The three participated in the Idaho Debates, broadcast statewide on Idaho Public Television on Friday night. The 90-minute program also is now available for viewing online at

Risch said in his closing comments, “Look, this is an easy choice in this particular race. You have a conservative Republican, myself, with a long conservative record. There’s no surprises here. … On the other side you have a committed liberal Democrat. I make no complaints about that. I mean, there’s a choice, and people should have a clear choice like they have in this race.”

The second-term senator, longtime state Senate leader and former lieutenant governor and governor said, “If they want Idaho to be what Idaho is, I’m your guy. On the other hand, if you want to move Idaho in a different direction, more left, then, you have the votes, you go the other way.”

Jordan, a former two-term state representative, Coeur d’Alene Tribal Council member, direct descendant of Native American chiefs, businesswoman and the 2018 Democratic nominee for governor, countered, “Sen. Risch believes this race is a coronation and not an election, and he refuses to debate me, saying he doesn’t believe a debate is a good place to publish his views. That’s not what a debate is about, and he should have to answer for his record. He’s not respecting the democratic process and he’s taking advantage of Idahoans. With our limited ability to contact voters, he should be taking every opportunity to reach the voters and show some leadership in this critical moment of crisis, and it’s unacceptable.”

Jordan had challenged Risch to a series of four town hall-style debates around the state, but he never responded. He turned down a proposed debate sponsored by KTVB-TV. Due to COVID-19, this year’s Idaho Debates, which are co-sponsored by the Idaho Press Club, the League of Women Voters of Idaho, and Idaho’s public universities, followed a modified format in which the candidates were interviewed via teleconferencing, with a moderator asking them the same questions; their answers were then spliced together to allow viewers to compare. But because they couldn’t hear and respond to each other’s answers, there was no traditional back-and-forth debate.

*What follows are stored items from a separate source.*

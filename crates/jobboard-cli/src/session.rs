//! Client construction from the global flags.

use std::path::PathBuf;
use std::time::Duration;

use anyhow::{Context, Result};
use directories::ProjectDirs;
use tracing::debug;

use jobboard_core::{ApiUrl, CredentialStore};
use jobboard_file::{CREDENTIALS_FILE, FileCredentialStore};
use jobboard_http::{AuthService, AuthenticatedClient, ClientConfig};

use crate::cli::GlobalArgs;

/// `ProjectDirs` identity: reverse-DNS qualifier, organization, application.
const PROJECT: (&str, &str, &str) = ("io", "jobboard", "jobboard");

/// Resolve the credentials file path.
pub fn store_path(global: &GlobalArgs) -> Result<PathBuf> {
    if let Some(path) = &global.store {
        return Ok(path.clone());
    }

    let (qualifier, organization, application) = PROJECT;
    let dirs = ProjectDirs::from(qualifier, organization, application)
        .context("Could not determine data directory")?;
    Ok(dirs.data_dir().join(CREDENTIALS_FILE))
}

pub fn open_store(global: &GlobalArgs) -> Result<FileCredentialStore> {
    let path = store_path(global)?;
    debug!(path = %path.display(), "Using credentials file");
    FileCredentialStore::open(&path)
        .with_context(|| format!("Failed to open credentials file {}", path.display()))
}

pub fn config(global: &GlobalArgs) -> Result<ClientConfig> {
    let base_url = match &global.api_url {
        Some(url) => ApiUrl::new(url).context("Invalid API URL")?,
        None => ApiUrl::default(),
    };

    let mut config = ClientConfig::new(base_url)
        .with_user_agent(concat!("jobboard-cli/", env!("JOBBOARD_VERSION")));

    if let Some(secs) = global.timeout {
        config = config.with_timeout((secs > 0).then(|| Duration::from_secs(secs)));
    }

    Ok(config)
}

pub fn client(global: &GlobalArgs) -> Result<AuthenticatedClient> {
    let store = open_store(global)?;
    AuthenticatedClient::with_store(config(global)?, store).context("Failed to create client")
}

pub fn auth_service(global: &GlobalArgs) -> Result<AuthService> {
    Ok(AuthService::new(client(global)?))
}

/// Fail early with a helpful message when no session is stored.
pub async fn require_session(client: &AuthenticatedClient) -> Result<()> {
    let store = client.store();
    let has_access = store.access_token().await?.is_some();
    let has_refresh = store.refresh_token().await?.is_some();

    anyhow::ensure!(
        has_access || has_refresh,
        "No active session. Run 'jobboard auth login' first."
    );
    Ok(())
}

Jordan, in her closing comments, said, “Risch wants to nationalize this election so the choice is clear between a conservative and a liberal. But while he is obviously a typical ineffective partisan politician, I am not, and he cannot tie me to any of the leaders we now see on the other side. And I will tell you I am incredibly grateful to be in this position to serve.”

Fleming said, “I’d like you to consider me as an independent candidate for the United States Senate. Idaho is in a position to shake up D.C. … I know we’re all very unhappy with the status quo and now this is your chance to do something different.”

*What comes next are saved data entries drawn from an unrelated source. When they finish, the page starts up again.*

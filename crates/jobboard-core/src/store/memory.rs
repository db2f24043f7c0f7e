//! In-memory credential store.

use std::sync::Arc;

use async_trait::async_trait;
use tokio::sync::RwLock;

use crate::traits::CredentialStore;
use crate::{AccessToken, RefreshToken, Result, TokenPair};

#[derive(Debug, Default)]
struct StoredTokens {
    access_token: Option<AccessToken>,
    refresh_token: Option<RefreshToken>,
}

/// Process-local credential store.
///
/// Cheap to clone; clones share the same slots.
#[derive(Clone, Default)]
pub struct MemoryCredentialStore {
    tokens: Arc<RwLock<StoredTokens>>,
}

impl MemoryCredentialStore {
    pub fn new() -> Self {
        Self::default()
    }

    /// Create a store already holding the given tokens.
    pub fn with_tokens(
        access_token: Option<AccessToken>,
        refresh_token: Option<RefreshToken>,
    ) -> Self {
        Self {
            tokens: Arc::new(RwLock::new(StoredTokens {
                access_token,
                refresh_token,
            })),
        }
    }
}

#[async_trait]
impl CredentialStore for MemoryCredentialStore {
    async fn access_token(&self) -> Result<Option<AccessToken>> {
        Ok(self.tokens.read().await.access_token.clone())
    }

    async fn set_access_token(&self, token: AccessToken) -> Result<()> {
        self.tokens.write().await.access_token = Some(token);
        Ok(())
    }

    async fn clear_access_token(&self) -> Result<()> {
        self.tokens.write().await.access_token = None;
        Ok(())
    }

    async fn refresh_token(&self) -> Result<Option<RefreshToken>> {
        Ok(self.tokens.read().await.refresh_token.clone())
    }

    async fn set_refresh_token(&self, token: RefreshToken) -> Result<()> {
        self.tokens.write().await.refresh_token = Some(token);
        Ok(())
    }

    async fn clear_refresh_token(&self) -> Result<()> {
        self.tokens.write().await.refresh_token = None;
        Ok(())
    }

    async fn store_tokens(&self, tokens: TokenPair) -> Result<()> {
        let mut stored = self.tokens.write().await;
        stored.access_token = Some(tokens.access_token);
        stored.refresh_token = tokens.refresh_token;
        Ok(())
    }

    async fn clear(&self) -> Result<()> {
        let mut stored = self.tokens.write().await;
        stored.access_token = None;
        stored.refresh_token = None;
        Ok(())
    }
}

// Custom Debug impl that hides sensitive data
impl std::fmt::Debug for MemoryCredentialStore {
    fn fmt(&self, f: &mut std::fmt::Formatter<'_>) -> std::fmt::Result {
        f.debug_struct("MemoryCredentialStore")
            .field("tokens", &"[REDACTED]")
            .finish()
    }
}
//! Built-in credential store implementations.

mod memory;

pub use memory::MemoryCredentialStore;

Constitution Party candidate Ray Writz of Coeur d’Alene didn’t respond to communications from the Idaho Debates about participating.

Here are highlights of what the candidates had to say on an array of issues during the program:


Asked if they were satisfied with the federal response to the pandemic, Jordan and Fleming said no, while Risch defended it.

“You should never be satisfied under these circumstances,” he said. “But let’s do a little history here. First of all this is our sixth pandemic since 2003 — we’ve been through SARS, been through Ebola, we’ve been through MERS. … This one was different, and no one knew it was different, including the Chinese when it started.”

He said, “People did not know that it was going to be as contagious as it is. … They all thought that the virus would run its course and that would be the end of it. Obviously it didn’t.”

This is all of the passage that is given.